◆ TASK BRIEF ◆
Each line of the entries below that includes "Orbit" belongs in your answer.

● ● ● ●

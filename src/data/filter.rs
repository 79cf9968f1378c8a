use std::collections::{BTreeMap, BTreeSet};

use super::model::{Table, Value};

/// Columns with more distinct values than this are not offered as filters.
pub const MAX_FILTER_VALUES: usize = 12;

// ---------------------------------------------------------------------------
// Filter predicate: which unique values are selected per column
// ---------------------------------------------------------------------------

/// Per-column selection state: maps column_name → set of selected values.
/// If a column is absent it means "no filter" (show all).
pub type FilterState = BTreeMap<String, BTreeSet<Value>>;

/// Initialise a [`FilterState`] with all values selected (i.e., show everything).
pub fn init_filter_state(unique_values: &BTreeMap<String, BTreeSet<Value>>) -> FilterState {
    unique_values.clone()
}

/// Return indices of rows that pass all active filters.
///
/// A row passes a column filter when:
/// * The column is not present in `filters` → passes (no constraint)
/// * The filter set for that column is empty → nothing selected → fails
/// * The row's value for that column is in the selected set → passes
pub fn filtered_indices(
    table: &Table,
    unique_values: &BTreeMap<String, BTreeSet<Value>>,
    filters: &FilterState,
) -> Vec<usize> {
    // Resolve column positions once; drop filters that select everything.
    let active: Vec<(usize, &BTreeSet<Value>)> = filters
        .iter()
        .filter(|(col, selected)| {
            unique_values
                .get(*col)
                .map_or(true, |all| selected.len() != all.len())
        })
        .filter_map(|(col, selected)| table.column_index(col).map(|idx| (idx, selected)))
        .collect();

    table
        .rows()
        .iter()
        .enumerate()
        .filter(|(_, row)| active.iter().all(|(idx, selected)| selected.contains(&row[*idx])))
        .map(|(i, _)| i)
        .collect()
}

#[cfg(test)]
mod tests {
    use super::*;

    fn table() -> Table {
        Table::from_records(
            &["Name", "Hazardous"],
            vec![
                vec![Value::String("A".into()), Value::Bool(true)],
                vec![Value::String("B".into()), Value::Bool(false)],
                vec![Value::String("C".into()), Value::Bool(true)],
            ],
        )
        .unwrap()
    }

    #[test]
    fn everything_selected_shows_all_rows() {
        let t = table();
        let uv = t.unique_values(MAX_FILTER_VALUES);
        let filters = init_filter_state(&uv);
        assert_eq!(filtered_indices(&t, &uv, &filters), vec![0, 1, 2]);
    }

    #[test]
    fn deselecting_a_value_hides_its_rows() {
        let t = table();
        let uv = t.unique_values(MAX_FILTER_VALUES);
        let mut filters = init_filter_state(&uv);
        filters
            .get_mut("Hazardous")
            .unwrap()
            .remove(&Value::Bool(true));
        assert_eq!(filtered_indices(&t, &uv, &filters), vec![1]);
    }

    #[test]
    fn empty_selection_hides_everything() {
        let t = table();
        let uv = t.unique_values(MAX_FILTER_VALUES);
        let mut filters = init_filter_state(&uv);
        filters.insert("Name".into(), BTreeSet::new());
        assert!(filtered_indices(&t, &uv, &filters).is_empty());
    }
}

● ● ● ●

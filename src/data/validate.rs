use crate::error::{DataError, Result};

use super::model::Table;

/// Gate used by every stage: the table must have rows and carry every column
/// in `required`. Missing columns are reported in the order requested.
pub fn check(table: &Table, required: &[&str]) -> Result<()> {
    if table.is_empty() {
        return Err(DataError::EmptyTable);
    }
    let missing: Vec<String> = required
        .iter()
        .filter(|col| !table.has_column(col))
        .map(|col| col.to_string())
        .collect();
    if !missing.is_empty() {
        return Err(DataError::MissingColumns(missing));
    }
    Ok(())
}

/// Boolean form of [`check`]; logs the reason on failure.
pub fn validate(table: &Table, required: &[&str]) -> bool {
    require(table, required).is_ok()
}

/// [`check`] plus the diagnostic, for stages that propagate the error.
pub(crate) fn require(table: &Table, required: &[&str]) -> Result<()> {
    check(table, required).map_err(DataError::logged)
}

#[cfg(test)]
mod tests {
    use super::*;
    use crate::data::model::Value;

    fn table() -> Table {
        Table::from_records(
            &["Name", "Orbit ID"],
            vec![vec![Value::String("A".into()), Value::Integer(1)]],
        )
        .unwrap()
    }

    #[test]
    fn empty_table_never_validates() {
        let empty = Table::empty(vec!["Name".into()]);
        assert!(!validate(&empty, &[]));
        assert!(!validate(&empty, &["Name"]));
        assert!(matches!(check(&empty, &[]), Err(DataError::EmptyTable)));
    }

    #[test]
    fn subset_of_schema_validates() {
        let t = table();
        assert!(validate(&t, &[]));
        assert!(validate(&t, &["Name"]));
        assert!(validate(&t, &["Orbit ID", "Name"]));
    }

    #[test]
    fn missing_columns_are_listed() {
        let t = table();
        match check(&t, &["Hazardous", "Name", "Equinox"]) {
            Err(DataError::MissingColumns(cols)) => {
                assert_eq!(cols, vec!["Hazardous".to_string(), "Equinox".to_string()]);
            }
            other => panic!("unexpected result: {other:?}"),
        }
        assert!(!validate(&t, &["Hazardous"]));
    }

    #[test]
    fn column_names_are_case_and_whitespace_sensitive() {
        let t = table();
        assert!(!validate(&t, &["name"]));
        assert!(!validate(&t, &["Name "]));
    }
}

● ● ● ●

◆ THE COMPLETED TASK ◆
            &["Name", "Orbit ID"],
        assert!(validate(&t, &["Orbit ID", "Name"]));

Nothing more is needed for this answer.